Hey folks,

I found following code snippet:
(that is all)

ptr != 0 && ptr->next();

I don't understand the idea. Can somebody
explain this to me?


cheers,
SC

It's a (bad) way of testing whether ptr is null before trying to use it. It relies on short circuit evaluation (if the left side of a && b is false, b doesn't have to be evaluated because we know the entire expression will return false).

That would be best expressed as:

if(ptr == 0) ptr->next();

hrm if(ptr != 0) ptr->next();

Thanks :)

Hey folks,

It relies on short circuit evaluation (if the left side of a && b is false, b doesn't have to be evaluated because we know the entire expression will return false).
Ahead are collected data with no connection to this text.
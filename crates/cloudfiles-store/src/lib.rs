//! # CloudFiles Store
//!
//! Storage abstraction for CloudFiles. Provides a trait-based interface for
//! file persistence with SQLite and in-memory implementations.
//!
//! ## Overview
//!
//! The store module abstracts file storage behind the [`FileRepository`]
//! trait. Batch writes go through a [`FileTransaction`] scope opened with
//! [`FileRepository::begin`]; everything else is a single-item async call.
//! The primary implementation is [`SqliteStore`], with [`MemoryStore`] for
//! testing.
//!
//! ## Key Types
//!
//! - [`FileRepository`] - The trait for all storage operations
//! - [`FileTransaction`] - A transaction scope for batch inserts
//! - [`SqliteStore`] - SQLite-based persistent storage
//! - [`MemoryStore`] - In-memory storage for tests
//!
//! ## Usage
//!
//! ```rust,no_run
//! use cloudfiles_core::{File, FileMetadata, OwnerId};
//! use cloudfiles_store::{FileRepository, SqliteStore};
//!
//! fn example() -> cloudfiles_store::Result<()> {
//!     let store = SqliteStore::open("cloudfiles.db")?;
//!
//!     let mut file = File::new(FileMetadata::new("notes", "txt"), &b"hello"[..]);
//!     file.stamp_owner(OwnerId::new("alice"));
//!
//!     // Blocking: run from a blocking context.
//!     let mut tx = store.begin()?;
//!     tx.insert(&file)?;
//!     tx.commit()
//! }
//! ```
//!
//! ## Design Notes
//!
//! - **Atomic scopes**: a transaction that is dropped without `commit`
//!   rolls back, including while unwinding from a panic
//! - **Isolation**: a scope holds the store's lock until it ends
//! - **Uniqueness**: at most one file per `(owner, name)`

pub mod error;
pub mod memory;
pub mod migration;
pub mod sqlite;
pub mod traits;

pub use error::{Result, StoreError};
pub use memory::MemoryStore;
pub use sqlite::SqliteStore;
pub use traits::{FileRepository, FileTransaction, RepositoryExt, SharedRepository};
//! Named session privileges.

use std::fmt;

use serde::{Deserialize, Serialize};

/// A boolean privilege flag carried by a session.
#[derive(Debug, Clone, Copy, PartialEq, Eq, PartialOrd, Ord, Hash, Serialize, Deserialize)]
#[serde(rename_all = "lowercase")]
pub enum Capability {
    /// Administrative access.
    Admin,
    /// SQL console access.
    Sql,
    /// Command execution access.
    Cmd,
}

impl Capability {
    /// Every capability, in the order they are granted.
    pub const ALL: [Capability; 3] = [Capability::Admin, Capability::Sql, Capability::Cmd];

    pub fn as_str(&self) -> &'static str {
        match self {
            Capability::Admin => "admin",
            Capability::Sql => "sql",
            Capability::Cmd => "cmd",
        }
    }
}

impl fmt::Display for Capability {
    fn fmt(&self, f: &mut fmt::Formatter<'_>) -> fmt::Result {
        f.write_str(self.as_str())
    }
}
I read the same. In every case the left side is zero/false. So we never touch ptr->next().
Where is my protection, if I'll never can start ptr->next();
You understand my problem?


Cheers,
SC :)

Firstly, you should bear in mind what filipe said - that this is not a great way of testing for a null pointer.

However, as for how it works: the thing you want to be protected from is trying to call a member function of the object pointed to by the pointer when that pointer is 0 (i.e. it doesn't point to anything). This would result in a runtime error.

But with that code, if ptr == 0 then ptr != 0 is false so the second statement, ptr->next() is not executed. Therefore if the pointer is null, its function is not called to prevent an exception.

In every case the left side is zero/false

If ptr != 0 is always false then ptr == 0 is always true. If your pointer is always null, then why are you trying to call a function through it?